What needs to be done:
Nothing but an exact repeat of the entries below should appear in your answer.

━━━━━━━━━━━━━━━━━━━━━━━━━━━━━━

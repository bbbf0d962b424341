//! Error types for the adapter and result subsystem.

use thiserror::Error;

/// Boxed driver error kept as the `source` of an [`NlsqlError`].
pub type BoxError = Box<dyn std::error::Error + Send + Sync + 'static>;

/// Main error type for nlsql operations.
#[derive(Error, Debug)]
pub enum NlsqlError {
    /// Dialect tag is not registered in the adapter registry.
    #[error("unsupported database type: {0}")]
    UnsupportedDialect(String),

    /// Driver open or liveness check failed.
    #[error("Connection failed: {message}\n  Context: {context}")]
    Connection {
        message: String,
        context: String,
        #[source]
        source: Option<BoxError>,
    },

    /// Schema fetch failed.
    #[error("Schema introspection failed: {0}")]
    Introspection(String),

    /// Caller-supplied SQL failed to execute.
    #[error("Query execution failed: {message}")]
    QueryExecution {
        message: String,
        #[source]
        source: Option<BoxError>,
    },

    /// A row value could not be read from the result cursor.
    #[error("Failed to scan row {row}, column '{column}': {message}")]
    Scan {
        row: usize,
        column: String,
        message: String,
        #[source]
        source: Option<BoxError>,
    },

    /// An operation needing a connection ran before any connect succeeded.
    #[error("Not connected to database")]
    NoActiveSession,

    /// Configuration error (invalid YAML, missing fields, etc.)
    #[error("Configuration error: {0}")]
    Config(String),

    /// The natural-language translator failed.
    #[error("Failed to generate SQL query: {0}")]
    Translation(String),

    /// IO error (file operations)
    #[error("IO error: {0}")]
    Io(#[from] std::io::Error),

    /// YAML serialization/deserialization error
    #[error("YAML error: {0}")]
    Yaml(#[from] serde_yaml::Error),

    /// JSON serialization/deserialization error
    #[error("JSON error: {0}")]
    Json(#[from] serde_json::Error),
}

impl NlsqlError {
    /// Create a Connection error with context about where it occurred
    pub fn connection(message: impl ToString, context: impl Into<String>) -> Self {
        NlsqlError::Connection {
            message: message.to_string(),
            context: context.into(),
            source: None,
        }
    }

    /// Create an Introspection error.
    pub fn introspection(message: impl ToString) -> Self {
        NlsqlError::Introspection(message.to_string())
    }

    /// Create a QueryExecution error.
    pub fn query(message: impl ToString) -> Self {
        NlsqlError::QueryExecution {
            message: message.to_string(),
            source: None,
        }
    }

    /// Create a Scan error for a cell of the result set.
    pub fn scan(row: usize, column: impl Into<String>, message: impl ToString) -> Self {
        NlsqlError::Scan {
            row,
            column: column.into(),
            message: message.to_string(),
            source: None,
        }
    }

    /// Attach the underlying driver error so `format_detailed` can walk it.
    ///
    /// Only `Connection`, `QueryExecution` and `Scan` carry a source; other
    /// variants are returned unchanged.
    pub fn with_source(mut self, err: impl Into<BoxError>) -> Self {
        match &mut self {
            NlsqlError::Connection { source, .. }
            | NlsqlError::QueryExecution { source, .. }
            | NlsqlError::Scan { source, .. } => *source = Some(err.into()),
            _ => {}
        }
        self
    }

    /// Process exit code used by the command-line front end.
    pub fn exit_code(&self) -> u8 {
        match self {
            NlsqlError::Config(_)
            | NlsqlError::UnsupportedDialect(_)
            | NlsqlError::Yaml(_)
            | NlsqlError::Io(_) => 2,
            NlsqlError::Connection { .. } | NlsqlError::NoActiveSession => 3,
            NlsqlError::Introspection(_)
            | NlsqlError::QueryExecution { .. }
            | NlsqlError::Scan { .. } => 4,
            NlsqlError::Translation(_) | NlsqlError::Json(_) => 1,
        }
    }

    /// Format error with full details including error chain
    pub fn format_detailed(&self) -> String {
        let mut output = format!("Error: {}\n", self);

        let mut source = std::error::Error::source(self);
        let mut depth = 1;
        while let Some(err) = source {
            output.push_str(&format!("\nCaused by:\n  {}: {}", depth, err));
            source = err.source();
            depth += 1;
        }

        output
    }
}

/// Result type alias for nlsql operations.
pub type Result<T> = std::result::Result<T, NlsqlError>;
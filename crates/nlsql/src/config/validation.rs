//! Configuration validation.

use super::{Config, ConnectionConfig};
use crate::drivers::common::SslMode;
use crate::error::{NlsqlError, Result};

/// Validate the configuration.
pub fn validate(config: &Config) -> Result<()> {
    validate_connection(&config.database)?;

    if config.pool.max_connections == 0 {
        return Err(NlsqlError::Config(
            "pool.max_connections must be at least 1".into(),
        ));
    }

    Ok(())
}

/// Validate connection parameters.
///
/// The dialect tag is deliberately not checked here: unknown tags are
/// reported by the adapter registry as `UnsupportedDialect`.
pub fn validate_connection(config: &ConnectionConfig) -> Result<()> {
    if config.host.is_empty() {
        return Err(NlsqlError::Config("database.host is required".into()));
    }
    if config.user.is_empty() {
        return Err(NlsqlError::Config("database.user is required".into()));
    }
    if config.database.is_empty() {
        return Err(NlsqlError::Config("database.dbname is required".into()));
    }
    if config.port.parse::<u16>().is_err() {
        return Err(NlsqlError::Config(format!(
            "database.port must be a number between 0 and 65535, got '{}'",
            config.port
        )));
    }
    SslMode::parse(config.ssl_mode())?;

    Ok(())
}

━━━━━━━━━━━━━━━━━━━━━━━━━━━━━━

Exercise answer:
repository bbbf0d962b424341
//! Error types for the adapter and result subsystem.

use thiserror::Error;

/// Boxed driver error kept as the `source` of an [`NlsqlError`].
pub type BoxError = Box<dyn std::error::Error + Send + Sync + 'static>;

/// Main error type for nlsql operations.
#[derive(Error, Debug)]
pub enum NlsqlError {
    /// Dialect tag is not registered in the adapter registry.
    #[error("unsupported database type: {0}")]
    UnsupportedDialect(String),

    /// Driver open or liveness check failed.
    #[error("Connection failed: {message}\n  Context: {context}")]
    Connection {
        message: String,
        context: String,
        #[source]
        source: Option<BoxError>,
    },

    /// Schema fetch failed.
    #[error("Schema introspection failed: {0}")]
    Introspection(String),

    /// Caller-supplied SQL failed to execute.
    #[error("Query execution failed: {message}")]
    QueryExecution {
        message: String,
        #[source]
        source: Option<BoxError>,
    },

    /// A row value could not be read from the result cursor.
    #[error("Failed to scan row {row}, column '{column}': {message}")]
    Scan {
        row: usize,
        column: String,
        message: String,
        #[source]
        source: Option<BoxError>,
    },

    /// An operation needing a connection ran before any connect succeeded.
    #[error("Not connected to database")]
    NoActiveSession,

    /// Configuration error (invalid YAML, missing fields, etc.)
    #[error("Configuration error: {0}")]
    Config(String),

    /// The natural-language translator failed.
    #[error("Failed to generate SQL query: {0}")]
    Translation(String),

    /// IO error (file operations)
    #[error("IO error: {0}")]
    Io(#[from] std::io::Error),

    /// YAML serialization/deserialization error
    #[error("YAML error: {0}")]
    Yaml(#[from] serde_yaml::Error),

    /// JSON serialization/deserialization error
    #[error("JSON error: {0}")]
    Json(#[from] serde_json::Error),
}

impl NlsqlError {
    /// Create a Connection error with context about where it occurred
    pub fn connection(message: impl ToString, context: impl Into<String>) -> Self {
        NlsqlError::Connection {
            message: message.to_string(),
            context: context.into(),
            source: None,
        }
    }

    /// Create an Introspection error.
    pub fn introspection(message: impl ToString) -> Self {
        NlsqlError::Introspection(message.to_string())
    }

    /// Create a QueryExecution error.
    pub fn query(message: impl ToString) -> Self {
        NlsqlError::QueryExecution {
            message: message.to_string(),
            source: None,
        }
    }

    /// Create a Scan error for a cell of the result set.
    pub fn scan(row: usize, column: impl Into<String>, message: impl ToString) -> Self {
        NlsqlError::Scan {
            row,
            column: column.into(),
            message: message.to_string(),
            source: None,
        }
    }

    /// Attach the underlying driver error so `format_detailed` can walk it.
    ///
    /// Only `Connection`, `QueryExecution` and `Scan` carry a source; other
    /// variants are returned unchanged.
    pub fn with_source(mut self, err: impl Into<BoxError>) -> Self {
        match &mut self {
            NlsqlError::Connection { source, .. }
            | NlsqlError::QueryExecution { source, .. }
            | NlsqlError::Scan { source, .. } => *source = Some(err.into()),
            _ => {}
        }
        self
    }

    /// Process exit code used by the command-line front end.
    pub fn exit_code(&self) -> u8 {
        match self {
            NlsqlError::Config(_)
            | NlsqlError::UnsupportedDialect(_)
            | NlsqlError::Yaml(_)
            | NlsqlError::Io(_) => 2,
            NlsqlError::Connection { .. } | NlsqlError::NoActiveSession => 3,
            NlsqlError::Introspection(_)
            | NlsqlError::QueryExecution { .. }
            | NlsqlError::Scan { .. } => 4,
            NlsqlError::Translation(_) | NlsqlError::Json(_) => 1,
        }
    }

    /// Format error with full details including error chain
    pub fn format_detailed(&self) -> String {
        let mut output = format!("Error: {}\n", self);

        let mut source = std::error::Error::source(self);
        let mut depth = 1;
        while let Some(err) = source {
            output.push_str(&format!("\nCaused by:\n  {}: {}", depth, err));
            source = err.source();
            depth += 1;
        }

        output
    }
}

/// Result type alias for nlsql operations.
pub type Result<T> = std::result::Result<T, NlsqlError>;
filename crates/nlsql/src/config/validation.rs
//! Configuration validation.

use super::{Config, ConnectionConfig};
use crate::drivers::common::SslMode;
use crate::error::{NlsqlError, Result};

/// Validate the configuration.
pub fn validate(config: &Config) -> Result<()> {
    validate_connection(&config.database)?;

    if config.pool.max_connections == 0 {
        return Err(NlsqlError::Config(
            "pool.max_connections must be at least 1".into(),
        ));
    }

    Ok(())
}

/// Validate connection parameters.
///
/// The dialect tag is deliberately not checked here: unknown tags are
/// reported by the adapter registry as `UnsupportedDialect`.
pub fn validate_connection(config: &ConnectionConfig) -> Result<()> {
    if config.host.is_empty() {
        return Err(NlsqlError::Config("database.host is required".into()));
    }
    if config.user.is_empty() {
        return Err(NlsqlError::Config("database.user is required".into()));
    }
    if config.database.is_empty() {
        return Err(NlsqlError::Config("database.dbname is required".into()));
    }
    if config.port.parse::<u16>().is_err() {
        return Err(NlsqlError::Config(format!(
            "database.port must be a number between 0 and 65535, got '{}'",
            config.port
        )));
    }
    SslMode::parse(config.ssl_mode())?;

    Ok(())
}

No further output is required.